New matrons crack down on infection

NEW ward matrons have started patrolling the wards of Ipswich Hospital in a bid to cut MRSA and Clostridium difficile infections.They have been introduced to replace previous sister and charge nurse roles, focusing their attentions on infection prevention and control, clinical quality and safety monitoring.

NEW ward matrons have started patrolling the wards of Ipswich Hospital in a bid to cut MRSA and Clostridium difficile infections.

They have been introduced to replace previous sister and charge nurse roles, focusing their attentions on infection prevention and control, clinical quality and safety monitoring.

Every ward will have a matron, identified by their black pin striped uniform. They will work alongside existing matrons who are responsible for safeguarding all standards over entire departments.

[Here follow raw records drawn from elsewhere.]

//! Syntactic validators for candidate contact details.
//!
//! These checks are permissive: they reject obvious typos, not
//! undeliverable addresses. Neither function can fail; a non-match is a normal
//! `false` result that the stage machine answers with a re-prompt.

use lazy_static::lazy_static;
use regex::Regex;

lazy_static! {
    /// `local@domain.tld` with exactly one `@`, anchored at both ends.
    pub static ref EMAIL_PATTERN: Regex = Regex::new(
        r"^[^@]+@[^@]+\.[^@]+$"
    ).unwrap();

    /// Optional `+` followed by 10 to 13 digits, nothing else.
    pub static ref PHONE_PATTERN: Regex = Regex::new(
        r"^\+?\d{10,13}$"
    ).unwrap();
}

/// Check whether `s` looks like an email address.
pub fn valid_email(s: &str) -> bool {
    EMAIL_PATTERN.is_match(s)
}

/// Check whether `s` looks like a phone number.
pub fn valid_phone(s: &str) -> bool {
    PHONE_PATTERN.is_match(s)
}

Gwen Collins, director of infection prevention and control, said: “We have not changed the old ward sister/charge nurse role completely, just refocused and reprioritised towards providing a clean environment for care, ensuring best practice in infection control, improving clinical standards and treating patients with dignity and respect."

Current infection control measures implemented at Ipswich Hospital include reduced visiting times in a bid to stop the spread of infections, a new isolation ward, a 20-ward programme of deep cleaning and upgrading equipment and a major hand-washing campaign.

The role is introduced in accordance with the Infection Control Nurses Association and will ensure that the hospital is meeting all national cleaning standards.